START DATA PROVIDED

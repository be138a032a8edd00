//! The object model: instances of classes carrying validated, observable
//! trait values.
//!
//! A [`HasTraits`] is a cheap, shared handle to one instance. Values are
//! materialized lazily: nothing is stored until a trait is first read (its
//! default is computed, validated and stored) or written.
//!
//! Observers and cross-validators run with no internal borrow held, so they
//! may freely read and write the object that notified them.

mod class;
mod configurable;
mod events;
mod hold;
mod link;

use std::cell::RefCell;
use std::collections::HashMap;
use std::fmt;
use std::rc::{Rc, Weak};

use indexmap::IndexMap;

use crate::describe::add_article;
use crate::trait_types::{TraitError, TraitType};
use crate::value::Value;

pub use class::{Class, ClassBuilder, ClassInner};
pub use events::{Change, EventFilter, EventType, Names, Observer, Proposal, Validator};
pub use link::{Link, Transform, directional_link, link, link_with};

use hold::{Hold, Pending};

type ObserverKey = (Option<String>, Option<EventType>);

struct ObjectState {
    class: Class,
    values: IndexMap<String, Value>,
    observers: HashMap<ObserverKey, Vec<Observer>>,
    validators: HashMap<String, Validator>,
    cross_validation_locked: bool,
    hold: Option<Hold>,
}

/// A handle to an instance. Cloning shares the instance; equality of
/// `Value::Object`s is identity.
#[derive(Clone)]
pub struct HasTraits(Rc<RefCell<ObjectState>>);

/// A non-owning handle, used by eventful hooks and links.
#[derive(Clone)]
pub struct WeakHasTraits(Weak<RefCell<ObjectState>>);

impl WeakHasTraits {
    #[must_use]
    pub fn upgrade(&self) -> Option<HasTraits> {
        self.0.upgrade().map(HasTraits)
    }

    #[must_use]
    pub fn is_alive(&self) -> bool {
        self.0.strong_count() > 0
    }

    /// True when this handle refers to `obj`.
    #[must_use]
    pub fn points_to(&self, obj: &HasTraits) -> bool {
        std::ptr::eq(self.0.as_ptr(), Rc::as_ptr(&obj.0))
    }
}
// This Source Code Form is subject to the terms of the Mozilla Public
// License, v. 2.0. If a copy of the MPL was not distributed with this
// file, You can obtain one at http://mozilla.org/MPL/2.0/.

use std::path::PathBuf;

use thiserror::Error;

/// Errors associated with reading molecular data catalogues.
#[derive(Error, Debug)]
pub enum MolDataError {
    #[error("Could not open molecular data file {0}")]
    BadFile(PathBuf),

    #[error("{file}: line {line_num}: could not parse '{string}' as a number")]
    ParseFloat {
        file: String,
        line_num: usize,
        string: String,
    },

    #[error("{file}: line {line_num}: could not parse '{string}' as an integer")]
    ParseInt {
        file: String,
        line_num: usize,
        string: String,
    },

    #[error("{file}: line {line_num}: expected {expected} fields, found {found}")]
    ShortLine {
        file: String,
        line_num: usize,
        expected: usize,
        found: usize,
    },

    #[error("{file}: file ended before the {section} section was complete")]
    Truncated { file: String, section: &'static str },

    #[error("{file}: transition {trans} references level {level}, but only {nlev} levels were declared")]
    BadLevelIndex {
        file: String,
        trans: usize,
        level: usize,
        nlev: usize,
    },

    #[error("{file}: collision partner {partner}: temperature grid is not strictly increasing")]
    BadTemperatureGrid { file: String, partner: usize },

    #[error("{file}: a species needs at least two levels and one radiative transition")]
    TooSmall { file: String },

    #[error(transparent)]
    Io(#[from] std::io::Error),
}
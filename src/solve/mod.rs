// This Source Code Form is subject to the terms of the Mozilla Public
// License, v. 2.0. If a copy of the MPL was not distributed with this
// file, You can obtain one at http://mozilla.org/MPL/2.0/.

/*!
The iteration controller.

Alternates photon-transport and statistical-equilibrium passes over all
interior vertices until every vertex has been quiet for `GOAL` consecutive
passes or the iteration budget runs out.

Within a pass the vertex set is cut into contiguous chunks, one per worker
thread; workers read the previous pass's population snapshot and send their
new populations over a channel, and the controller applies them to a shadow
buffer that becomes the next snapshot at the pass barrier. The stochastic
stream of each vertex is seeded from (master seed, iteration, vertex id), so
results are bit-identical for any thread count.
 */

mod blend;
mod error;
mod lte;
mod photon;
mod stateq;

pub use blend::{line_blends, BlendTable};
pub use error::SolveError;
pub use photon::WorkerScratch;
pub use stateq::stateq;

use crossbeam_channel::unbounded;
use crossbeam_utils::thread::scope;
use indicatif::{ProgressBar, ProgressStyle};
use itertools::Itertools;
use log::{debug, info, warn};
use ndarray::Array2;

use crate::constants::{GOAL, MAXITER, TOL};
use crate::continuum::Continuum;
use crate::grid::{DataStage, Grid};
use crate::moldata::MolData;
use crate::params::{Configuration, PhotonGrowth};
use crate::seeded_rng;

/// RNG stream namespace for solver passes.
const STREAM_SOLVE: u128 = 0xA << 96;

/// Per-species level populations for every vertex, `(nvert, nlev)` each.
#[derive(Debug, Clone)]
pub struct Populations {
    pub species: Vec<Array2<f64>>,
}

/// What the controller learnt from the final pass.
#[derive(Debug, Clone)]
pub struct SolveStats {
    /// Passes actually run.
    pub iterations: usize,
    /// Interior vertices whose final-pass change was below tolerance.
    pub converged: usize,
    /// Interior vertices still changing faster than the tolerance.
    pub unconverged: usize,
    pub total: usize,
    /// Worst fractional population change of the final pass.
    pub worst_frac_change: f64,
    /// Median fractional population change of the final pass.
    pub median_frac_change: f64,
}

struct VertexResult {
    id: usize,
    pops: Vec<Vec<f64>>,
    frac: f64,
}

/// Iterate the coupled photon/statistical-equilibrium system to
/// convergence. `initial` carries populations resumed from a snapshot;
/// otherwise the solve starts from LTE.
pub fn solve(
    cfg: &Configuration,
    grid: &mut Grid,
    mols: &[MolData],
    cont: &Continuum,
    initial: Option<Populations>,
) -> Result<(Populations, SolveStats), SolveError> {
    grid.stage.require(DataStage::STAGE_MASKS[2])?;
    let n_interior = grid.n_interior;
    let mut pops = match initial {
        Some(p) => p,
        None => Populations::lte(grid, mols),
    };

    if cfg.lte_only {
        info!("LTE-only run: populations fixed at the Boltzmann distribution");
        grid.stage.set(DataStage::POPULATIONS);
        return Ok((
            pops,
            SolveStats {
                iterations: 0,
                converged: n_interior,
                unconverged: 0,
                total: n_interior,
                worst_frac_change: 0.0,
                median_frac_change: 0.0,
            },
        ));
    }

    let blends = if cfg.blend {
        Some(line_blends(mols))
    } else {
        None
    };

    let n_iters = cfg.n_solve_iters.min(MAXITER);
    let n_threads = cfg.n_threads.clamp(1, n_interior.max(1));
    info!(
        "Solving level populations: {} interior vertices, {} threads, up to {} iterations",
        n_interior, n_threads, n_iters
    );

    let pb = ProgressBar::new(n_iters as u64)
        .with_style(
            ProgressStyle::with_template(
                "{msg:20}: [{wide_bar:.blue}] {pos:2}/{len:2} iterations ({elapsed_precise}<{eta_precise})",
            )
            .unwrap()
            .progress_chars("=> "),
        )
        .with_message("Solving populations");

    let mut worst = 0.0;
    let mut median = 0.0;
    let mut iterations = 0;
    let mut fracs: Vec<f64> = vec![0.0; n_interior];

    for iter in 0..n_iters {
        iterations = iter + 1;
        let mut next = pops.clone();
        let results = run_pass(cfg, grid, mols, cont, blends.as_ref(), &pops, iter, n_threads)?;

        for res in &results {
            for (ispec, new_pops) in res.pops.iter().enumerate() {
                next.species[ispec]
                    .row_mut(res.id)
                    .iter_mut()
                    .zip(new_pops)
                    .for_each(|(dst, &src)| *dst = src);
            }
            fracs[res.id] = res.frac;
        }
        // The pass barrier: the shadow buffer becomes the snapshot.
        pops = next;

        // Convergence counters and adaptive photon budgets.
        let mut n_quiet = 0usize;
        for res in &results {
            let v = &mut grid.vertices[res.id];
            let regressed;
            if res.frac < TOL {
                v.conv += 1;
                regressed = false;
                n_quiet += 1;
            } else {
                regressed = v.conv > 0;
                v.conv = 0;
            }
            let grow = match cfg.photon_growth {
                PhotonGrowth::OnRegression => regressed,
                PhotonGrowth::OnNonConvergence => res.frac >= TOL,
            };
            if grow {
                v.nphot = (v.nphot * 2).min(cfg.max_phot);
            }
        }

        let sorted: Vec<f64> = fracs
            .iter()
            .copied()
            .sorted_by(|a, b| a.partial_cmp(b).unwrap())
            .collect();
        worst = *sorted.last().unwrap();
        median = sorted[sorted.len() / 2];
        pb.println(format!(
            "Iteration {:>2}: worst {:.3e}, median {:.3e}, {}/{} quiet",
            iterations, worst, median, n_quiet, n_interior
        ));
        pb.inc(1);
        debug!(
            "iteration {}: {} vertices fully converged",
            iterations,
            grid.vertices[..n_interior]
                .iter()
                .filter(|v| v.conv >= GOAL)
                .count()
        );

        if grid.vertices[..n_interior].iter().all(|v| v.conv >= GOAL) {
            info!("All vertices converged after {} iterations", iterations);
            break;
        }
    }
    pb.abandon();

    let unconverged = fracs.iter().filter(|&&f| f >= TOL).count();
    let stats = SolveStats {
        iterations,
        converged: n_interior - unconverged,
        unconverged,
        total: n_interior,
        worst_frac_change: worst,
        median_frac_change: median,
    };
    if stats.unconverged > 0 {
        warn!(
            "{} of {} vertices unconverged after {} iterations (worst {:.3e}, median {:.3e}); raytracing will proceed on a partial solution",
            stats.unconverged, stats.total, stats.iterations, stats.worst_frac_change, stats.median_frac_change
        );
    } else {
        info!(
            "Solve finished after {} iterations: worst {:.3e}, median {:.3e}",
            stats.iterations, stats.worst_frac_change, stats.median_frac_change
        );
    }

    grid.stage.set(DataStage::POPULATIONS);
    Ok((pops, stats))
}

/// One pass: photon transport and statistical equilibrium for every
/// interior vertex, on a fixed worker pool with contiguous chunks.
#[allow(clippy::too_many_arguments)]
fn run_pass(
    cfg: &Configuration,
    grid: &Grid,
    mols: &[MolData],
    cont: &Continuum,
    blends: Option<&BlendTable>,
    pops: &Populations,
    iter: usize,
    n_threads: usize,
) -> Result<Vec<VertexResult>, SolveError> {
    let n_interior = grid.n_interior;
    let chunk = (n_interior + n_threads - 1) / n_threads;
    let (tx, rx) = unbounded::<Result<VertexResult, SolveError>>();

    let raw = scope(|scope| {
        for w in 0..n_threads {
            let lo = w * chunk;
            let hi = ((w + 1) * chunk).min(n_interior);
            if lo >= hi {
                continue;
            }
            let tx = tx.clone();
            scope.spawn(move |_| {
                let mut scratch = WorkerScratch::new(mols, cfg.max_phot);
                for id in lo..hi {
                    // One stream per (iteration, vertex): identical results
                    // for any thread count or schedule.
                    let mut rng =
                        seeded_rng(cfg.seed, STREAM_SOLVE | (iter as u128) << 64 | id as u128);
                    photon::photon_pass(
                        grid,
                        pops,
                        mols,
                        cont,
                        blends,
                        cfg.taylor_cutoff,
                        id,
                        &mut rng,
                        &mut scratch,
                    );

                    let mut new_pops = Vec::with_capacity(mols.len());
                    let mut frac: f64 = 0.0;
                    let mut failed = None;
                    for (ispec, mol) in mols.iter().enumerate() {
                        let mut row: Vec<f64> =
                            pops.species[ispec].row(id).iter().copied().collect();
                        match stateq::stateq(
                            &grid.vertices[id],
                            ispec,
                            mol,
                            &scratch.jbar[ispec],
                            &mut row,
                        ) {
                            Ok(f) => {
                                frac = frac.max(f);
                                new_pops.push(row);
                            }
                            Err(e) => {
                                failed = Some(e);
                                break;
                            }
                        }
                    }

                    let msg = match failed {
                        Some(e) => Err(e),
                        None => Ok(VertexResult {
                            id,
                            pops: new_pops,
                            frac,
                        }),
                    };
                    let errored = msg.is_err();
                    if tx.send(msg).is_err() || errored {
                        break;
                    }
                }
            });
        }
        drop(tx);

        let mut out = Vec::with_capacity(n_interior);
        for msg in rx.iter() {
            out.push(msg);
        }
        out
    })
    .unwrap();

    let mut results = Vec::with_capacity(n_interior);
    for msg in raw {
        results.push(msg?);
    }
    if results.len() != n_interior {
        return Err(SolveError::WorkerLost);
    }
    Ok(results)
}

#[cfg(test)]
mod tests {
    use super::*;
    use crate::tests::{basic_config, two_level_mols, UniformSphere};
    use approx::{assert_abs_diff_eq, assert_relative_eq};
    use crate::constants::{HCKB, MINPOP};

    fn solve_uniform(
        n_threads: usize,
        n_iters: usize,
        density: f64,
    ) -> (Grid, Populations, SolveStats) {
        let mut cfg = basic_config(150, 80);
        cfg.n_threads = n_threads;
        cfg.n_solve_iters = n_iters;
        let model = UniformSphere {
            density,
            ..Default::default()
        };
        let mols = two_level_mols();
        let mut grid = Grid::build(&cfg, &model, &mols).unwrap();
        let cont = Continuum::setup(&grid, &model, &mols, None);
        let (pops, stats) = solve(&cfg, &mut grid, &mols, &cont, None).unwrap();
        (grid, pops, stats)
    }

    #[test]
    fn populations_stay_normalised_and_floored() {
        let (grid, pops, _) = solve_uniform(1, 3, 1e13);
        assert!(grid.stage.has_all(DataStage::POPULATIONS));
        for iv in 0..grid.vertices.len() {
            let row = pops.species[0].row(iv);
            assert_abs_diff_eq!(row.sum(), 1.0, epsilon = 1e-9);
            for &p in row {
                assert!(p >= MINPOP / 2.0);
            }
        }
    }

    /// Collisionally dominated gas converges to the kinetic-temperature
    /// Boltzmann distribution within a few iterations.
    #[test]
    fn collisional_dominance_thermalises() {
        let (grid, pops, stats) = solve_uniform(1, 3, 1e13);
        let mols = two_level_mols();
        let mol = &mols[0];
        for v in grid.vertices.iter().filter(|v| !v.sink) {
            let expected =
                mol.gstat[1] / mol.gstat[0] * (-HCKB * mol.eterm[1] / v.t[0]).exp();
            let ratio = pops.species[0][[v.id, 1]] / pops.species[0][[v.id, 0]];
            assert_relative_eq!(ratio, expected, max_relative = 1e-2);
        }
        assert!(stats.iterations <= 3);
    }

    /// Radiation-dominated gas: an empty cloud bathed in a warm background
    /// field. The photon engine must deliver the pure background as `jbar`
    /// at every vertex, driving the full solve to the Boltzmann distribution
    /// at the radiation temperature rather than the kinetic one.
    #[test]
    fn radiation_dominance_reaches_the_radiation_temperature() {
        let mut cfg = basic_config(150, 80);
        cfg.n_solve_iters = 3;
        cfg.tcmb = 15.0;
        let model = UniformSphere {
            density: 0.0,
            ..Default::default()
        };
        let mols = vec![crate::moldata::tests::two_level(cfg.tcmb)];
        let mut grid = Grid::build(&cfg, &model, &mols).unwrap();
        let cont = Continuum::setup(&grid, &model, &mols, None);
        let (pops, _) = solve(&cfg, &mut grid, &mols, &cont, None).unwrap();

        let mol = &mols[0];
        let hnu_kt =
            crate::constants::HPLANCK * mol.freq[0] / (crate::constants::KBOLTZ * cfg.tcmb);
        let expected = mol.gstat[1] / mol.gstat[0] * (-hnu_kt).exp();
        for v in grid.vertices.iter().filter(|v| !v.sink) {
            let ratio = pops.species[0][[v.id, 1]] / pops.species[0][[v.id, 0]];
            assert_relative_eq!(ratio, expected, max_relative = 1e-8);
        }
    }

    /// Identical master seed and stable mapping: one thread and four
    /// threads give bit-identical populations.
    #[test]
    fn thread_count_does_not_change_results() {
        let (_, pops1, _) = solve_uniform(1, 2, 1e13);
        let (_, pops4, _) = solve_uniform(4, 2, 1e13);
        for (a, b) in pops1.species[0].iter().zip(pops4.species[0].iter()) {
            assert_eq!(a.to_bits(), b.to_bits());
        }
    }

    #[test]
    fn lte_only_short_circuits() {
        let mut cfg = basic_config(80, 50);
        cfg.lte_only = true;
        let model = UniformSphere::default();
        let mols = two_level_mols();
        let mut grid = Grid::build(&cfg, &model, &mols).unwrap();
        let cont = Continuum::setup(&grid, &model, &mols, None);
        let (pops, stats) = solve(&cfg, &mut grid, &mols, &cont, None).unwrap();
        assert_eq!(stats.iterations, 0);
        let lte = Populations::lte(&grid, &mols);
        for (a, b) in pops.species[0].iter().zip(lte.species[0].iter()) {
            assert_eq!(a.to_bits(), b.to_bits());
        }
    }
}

END DATA PROVIDED

> **AIM OF THE TASK**
Show every line from the listing above in which the string "bool" appears.

> **WRITTEN ANSWER**
    cross_validation_locked: bool,
    pub fn is_alive(&self) -> bool {
    pub fn points_to(&self, obj: &HasTraits) -> bool {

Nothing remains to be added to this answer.